## GIVEN DATA

▬▬▬

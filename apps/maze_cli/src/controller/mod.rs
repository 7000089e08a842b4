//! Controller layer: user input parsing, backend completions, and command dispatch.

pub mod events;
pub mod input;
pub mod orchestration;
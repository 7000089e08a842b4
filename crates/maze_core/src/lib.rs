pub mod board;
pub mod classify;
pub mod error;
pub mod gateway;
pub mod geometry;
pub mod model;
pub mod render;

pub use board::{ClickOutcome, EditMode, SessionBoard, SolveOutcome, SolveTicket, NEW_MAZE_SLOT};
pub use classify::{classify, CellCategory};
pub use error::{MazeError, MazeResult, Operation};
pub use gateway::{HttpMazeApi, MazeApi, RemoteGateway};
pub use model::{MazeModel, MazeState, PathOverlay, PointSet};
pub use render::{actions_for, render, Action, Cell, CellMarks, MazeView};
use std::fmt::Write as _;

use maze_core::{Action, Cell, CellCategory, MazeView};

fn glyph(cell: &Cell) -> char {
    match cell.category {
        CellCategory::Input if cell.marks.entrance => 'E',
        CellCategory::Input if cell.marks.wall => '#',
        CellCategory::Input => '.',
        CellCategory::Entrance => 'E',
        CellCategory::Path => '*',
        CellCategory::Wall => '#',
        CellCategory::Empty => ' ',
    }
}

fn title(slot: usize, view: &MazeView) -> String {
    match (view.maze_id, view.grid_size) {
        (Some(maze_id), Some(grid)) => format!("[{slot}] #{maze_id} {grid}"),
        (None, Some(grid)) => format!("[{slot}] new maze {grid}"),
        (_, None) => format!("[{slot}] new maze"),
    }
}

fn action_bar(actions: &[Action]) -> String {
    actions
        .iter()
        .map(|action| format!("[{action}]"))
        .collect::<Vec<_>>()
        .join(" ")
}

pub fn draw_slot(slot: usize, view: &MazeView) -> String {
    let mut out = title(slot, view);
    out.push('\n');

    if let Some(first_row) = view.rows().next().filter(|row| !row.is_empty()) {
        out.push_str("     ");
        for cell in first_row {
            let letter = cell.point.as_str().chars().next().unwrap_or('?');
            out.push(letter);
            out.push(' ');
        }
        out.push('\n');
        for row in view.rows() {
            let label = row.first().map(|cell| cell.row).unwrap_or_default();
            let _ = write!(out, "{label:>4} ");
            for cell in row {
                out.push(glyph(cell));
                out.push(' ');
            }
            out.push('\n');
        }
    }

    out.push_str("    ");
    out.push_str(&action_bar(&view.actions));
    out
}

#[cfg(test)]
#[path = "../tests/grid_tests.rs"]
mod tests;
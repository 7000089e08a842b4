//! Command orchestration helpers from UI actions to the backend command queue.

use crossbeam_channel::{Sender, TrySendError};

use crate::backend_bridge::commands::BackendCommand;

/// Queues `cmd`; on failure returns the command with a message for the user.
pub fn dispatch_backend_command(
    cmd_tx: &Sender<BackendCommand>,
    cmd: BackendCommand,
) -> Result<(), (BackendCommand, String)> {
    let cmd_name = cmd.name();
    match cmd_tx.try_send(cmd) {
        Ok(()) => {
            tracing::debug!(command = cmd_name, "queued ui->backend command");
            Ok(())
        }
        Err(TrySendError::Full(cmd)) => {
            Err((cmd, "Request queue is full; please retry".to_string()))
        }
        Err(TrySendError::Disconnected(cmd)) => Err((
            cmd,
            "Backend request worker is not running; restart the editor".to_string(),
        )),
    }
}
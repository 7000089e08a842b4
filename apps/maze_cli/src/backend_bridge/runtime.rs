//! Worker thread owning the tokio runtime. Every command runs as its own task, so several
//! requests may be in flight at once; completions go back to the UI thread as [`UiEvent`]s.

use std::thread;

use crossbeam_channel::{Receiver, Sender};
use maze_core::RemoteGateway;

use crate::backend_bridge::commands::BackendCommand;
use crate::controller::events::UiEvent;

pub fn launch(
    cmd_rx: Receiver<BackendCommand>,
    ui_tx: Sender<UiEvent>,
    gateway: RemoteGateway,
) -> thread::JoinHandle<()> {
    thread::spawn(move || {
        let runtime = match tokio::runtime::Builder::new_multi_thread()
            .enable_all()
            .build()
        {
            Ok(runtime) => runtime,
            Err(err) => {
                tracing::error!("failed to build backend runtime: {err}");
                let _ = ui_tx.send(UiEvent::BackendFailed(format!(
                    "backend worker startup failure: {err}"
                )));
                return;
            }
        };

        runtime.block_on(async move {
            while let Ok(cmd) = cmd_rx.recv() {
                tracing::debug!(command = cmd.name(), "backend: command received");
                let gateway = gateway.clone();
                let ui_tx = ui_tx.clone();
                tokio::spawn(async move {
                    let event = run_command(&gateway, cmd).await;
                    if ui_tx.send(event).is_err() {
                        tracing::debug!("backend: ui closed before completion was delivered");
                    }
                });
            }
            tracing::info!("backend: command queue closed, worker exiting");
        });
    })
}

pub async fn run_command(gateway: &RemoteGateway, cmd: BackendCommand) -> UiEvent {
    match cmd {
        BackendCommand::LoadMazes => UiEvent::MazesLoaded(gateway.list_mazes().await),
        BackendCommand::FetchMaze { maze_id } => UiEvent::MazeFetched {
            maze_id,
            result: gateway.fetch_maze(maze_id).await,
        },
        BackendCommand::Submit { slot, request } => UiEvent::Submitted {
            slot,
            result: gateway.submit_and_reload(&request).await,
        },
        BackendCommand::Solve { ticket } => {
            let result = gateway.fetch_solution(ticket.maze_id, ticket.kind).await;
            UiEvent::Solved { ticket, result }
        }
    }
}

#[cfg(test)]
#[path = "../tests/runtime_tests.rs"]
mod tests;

▬▬▬

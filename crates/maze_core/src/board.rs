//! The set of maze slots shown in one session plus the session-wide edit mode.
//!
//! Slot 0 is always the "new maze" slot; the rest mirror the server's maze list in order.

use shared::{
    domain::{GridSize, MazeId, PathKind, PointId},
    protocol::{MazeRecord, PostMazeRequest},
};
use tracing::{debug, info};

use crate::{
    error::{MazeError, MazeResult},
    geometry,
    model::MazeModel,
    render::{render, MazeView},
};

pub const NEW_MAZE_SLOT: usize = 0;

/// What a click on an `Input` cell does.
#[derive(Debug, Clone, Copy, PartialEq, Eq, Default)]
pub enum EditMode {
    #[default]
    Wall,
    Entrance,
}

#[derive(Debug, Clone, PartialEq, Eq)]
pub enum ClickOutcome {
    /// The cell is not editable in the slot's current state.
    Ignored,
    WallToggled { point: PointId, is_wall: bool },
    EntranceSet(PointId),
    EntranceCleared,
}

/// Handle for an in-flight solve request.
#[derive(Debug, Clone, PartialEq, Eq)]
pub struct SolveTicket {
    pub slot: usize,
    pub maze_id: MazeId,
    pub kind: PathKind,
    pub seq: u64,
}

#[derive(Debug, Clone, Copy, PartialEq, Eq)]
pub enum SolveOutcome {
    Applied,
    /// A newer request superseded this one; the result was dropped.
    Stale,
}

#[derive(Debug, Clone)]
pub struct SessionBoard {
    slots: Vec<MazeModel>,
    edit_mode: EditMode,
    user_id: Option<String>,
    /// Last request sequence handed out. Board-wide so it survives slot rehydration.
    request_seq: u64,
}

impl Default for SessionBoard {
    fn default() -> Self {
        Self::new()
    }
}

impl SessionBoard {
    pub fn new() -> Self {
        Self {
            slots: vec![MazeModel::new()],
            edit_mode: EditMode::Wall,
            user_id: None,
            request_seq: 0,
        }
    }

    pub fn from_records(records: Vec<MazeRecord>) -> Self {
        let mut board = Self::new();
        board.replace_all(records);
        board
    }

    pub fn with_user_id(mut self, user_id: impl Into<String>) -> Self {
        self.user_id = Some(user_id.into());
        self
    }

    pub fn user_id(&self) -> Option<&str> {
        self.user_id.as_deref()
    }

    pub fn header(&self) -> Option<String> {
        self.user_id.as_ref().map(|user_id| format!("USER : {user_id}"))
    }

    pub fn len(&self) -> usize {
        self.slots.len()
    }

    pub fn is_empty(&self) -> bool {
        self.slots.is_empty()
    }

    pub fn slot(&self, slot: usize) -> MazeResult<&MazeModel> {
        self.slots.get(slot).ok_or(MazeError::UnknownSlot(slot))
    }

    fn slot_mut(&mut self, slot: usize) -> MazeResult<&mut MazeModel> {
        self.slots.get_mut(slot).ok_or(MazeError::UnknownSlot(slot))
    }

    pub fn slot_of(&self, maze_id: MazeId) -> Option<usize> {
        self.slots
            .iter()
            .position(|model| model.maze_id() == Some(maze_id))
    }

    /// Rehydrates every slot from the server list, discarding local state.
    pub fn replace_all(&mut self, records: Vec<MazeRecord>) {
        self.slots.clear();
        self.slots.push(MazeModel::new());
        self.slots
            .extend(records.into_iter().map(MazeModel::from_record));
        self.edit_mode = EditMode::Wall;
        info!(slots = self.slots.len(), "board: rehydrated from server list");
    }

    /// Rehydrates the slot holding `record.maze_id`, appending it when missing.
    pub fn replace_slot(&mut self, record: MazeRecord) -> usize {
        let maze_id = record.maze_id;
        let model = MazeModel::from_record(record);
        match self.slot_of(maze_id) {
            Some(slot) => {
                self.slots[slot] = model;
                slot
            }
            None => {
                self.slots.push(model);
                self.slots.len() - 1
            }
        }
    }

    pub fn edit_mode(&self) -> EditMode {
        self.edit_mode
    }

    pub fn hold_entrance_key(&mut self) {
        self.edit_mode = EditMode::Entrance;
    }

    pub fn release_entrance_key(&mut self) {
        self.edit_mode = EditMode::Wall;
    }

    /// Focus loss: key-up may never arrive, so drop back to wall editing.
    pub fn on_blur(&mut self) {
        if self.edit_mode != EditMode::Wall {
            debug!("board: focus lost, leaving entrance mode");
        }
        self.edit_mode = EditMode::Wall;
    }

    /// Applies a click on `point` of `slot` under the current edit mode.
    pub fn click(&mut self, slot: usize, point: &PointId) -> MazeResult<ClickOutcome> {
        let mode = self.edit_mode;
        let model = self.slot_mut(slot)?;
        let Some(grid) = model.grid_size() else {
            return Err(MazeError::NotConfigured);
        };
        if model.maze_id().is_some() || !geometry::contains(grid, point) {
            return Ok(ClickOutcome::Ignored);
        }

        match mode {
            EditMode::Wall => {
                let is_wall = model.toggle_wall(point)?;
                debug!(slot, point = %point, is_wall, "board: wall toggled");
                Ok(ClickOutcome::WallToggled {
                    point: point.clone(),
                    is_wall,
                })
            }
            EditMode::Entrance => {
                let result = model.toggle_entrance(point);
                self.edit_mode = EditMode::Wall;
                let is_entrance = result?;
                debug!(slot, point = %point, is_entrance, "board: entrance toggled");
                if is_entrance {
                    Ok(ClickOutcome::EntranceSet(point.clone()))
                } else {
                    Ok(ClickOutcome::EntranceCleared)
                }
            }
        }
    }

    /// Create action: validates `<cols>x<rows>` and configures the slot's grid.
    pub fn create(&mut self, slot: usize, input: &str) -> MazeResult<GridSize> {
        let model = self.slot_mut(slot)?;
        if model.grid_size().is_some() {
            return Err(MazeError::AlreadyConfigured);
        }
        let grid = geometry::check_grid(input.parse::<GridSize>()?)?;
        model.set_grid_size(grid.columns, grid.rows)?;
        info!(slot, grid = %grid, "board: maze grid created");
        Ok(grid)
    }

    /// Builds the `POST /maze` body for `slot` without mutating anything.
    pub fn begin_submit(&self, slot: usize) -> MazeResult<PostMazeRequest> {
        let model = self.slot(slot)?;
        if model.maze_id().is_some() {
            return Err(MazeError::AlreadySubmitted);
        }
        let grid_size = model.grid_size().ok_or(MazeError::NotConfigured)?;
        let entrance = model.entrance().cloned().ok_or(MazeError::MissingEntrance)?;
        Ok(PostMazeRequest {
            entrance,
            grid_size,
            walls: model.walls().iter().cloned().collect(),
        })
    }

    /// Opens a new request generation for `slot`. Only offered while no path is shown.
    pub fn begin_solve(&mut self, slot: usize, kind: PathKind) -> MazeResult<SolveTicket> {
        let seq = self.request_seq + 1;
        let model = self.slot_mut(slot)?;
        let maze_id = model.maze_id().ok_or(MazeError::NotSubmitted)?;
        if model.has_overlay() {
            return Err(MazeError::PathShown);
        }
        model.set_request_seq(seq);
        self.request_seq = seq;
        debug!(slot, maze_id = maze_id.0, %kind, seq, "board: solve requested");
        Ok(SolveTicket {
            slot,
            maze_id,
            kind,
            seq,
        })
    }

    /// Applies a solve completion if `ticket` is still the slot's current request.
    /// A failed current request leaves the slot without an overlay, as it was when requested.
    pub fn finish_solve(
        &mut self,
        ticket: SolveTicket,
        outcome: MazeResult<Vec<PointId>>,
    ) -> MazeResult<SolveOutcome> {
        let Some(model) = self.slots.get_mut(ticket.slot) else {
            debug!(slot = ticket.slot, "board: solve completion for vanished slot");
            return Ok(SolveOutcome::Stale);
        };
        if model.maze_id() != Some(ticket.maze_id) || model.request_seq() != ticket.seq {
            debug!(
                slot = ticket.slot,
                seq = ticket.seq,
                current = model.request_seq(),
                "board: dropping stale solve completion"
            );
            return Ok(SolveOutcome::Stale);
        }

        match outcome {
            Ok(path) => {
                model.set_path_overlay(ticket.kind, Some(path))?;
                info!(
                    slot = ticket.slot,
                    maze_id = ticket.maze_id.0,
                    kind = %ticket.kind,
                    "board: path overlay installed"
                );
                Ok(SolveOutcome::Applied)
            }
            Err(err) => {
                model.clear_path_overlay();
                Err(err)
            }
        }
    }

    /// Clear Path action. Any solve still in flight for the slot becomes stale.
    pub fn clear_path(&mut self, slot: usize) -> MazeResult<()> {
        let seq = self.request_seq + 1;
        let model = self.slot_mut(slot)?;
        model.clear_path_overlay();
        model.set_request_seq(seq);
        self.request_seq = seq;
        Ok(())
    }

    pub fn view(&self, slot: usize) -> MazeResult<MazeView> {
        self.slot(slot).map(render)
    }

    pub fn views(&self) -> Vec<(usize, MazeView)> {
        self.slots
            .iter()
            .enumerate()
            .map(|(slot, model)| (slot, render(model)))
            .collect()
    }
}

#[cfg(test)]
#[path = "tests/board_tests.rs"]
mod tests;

▬▬▬

## EXERCISE
Say how many lines in this listing hold the string "MazeView", giving the count and nothing more.

## ANSWER SECTION
7